For a study, researchers wanted to determine the relative influence of changes in patient demographics and physician management to changes in the cesarean delivery rate in labor among nulliparous women. From 1992 to 2018, they conducted a retrospective cohort analysis of 485,451 births to nulliparous women who had labored at or after 35 weeks of gestation in Alberta, Canada. The information came from a provincial perinatal database. Cesarean delivery was the primary result. Multivariate logistic regression and population attributable risk calculation for identified risk variables were carried out.

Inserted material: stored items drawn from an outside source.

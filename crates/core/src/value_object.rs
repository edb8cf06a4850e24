//! Value object trait: equality by value, not identity.

/// Marker trait for value objects.
///
/// Value objects are immutable and compared by their attribute values. A
/// `RightQuery` is the canonical example in this workspace: two queries for
/// the same right and scope are the same question.
///
/// ```ignore
/// #[derive(Debug, Clone, PartialEq, Eq)]
/// struct Scope {
///     program: ProgramId,
///     facility: FacilityId,
/// }
///
/// impl ValueObject for Scope {}
/// ```
pub trait ValueObject: Clone + PartialEq + core::fmt::Debug {}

The cesarean delivery rate grew from 12.5% in 1992 to 24% in 2018. Over the research period, the prevalence of maternal risk factors for cesarean delivery, including obesity, maternal age 35 years or older at birth, and comorbidities, rose. This, however, does not explain the rise in cesarean birth, because the frequency of cesarean delivery rose regardless of risk status. Furthermore, the population-attributable risk for each risk factor remained consistent throughout the research period. For example, the number of cesarean births attributed to this factor (the population-attributable risk) was 0.9 per 100 deliveries in 1992–1998 and 1 per 100 in 2014–2018 for mothers aged 35 or older at delivery. The proportion of cesarean births performed due to unsatisfactory fetal conditions grew from 30.1% in 1992 to 51.1% in 2018. Cesarean delivery in the second stage of labor climbed from 3.1% in 1992 to 5.9% in 2018. This was attributed to a considerable rise in cesarean delivery without a forceps trial among those who entered the second stage, from 2.5%in 1992 to 7.0% in 2018.
The observed tripling of cesarean delivery in labor among first-time moms was not caused by patient risk factors. Significant variables were an increase in the rate of cesarean delivery for unsatisfactory fetal conditions and a reduction in operational vaginal births.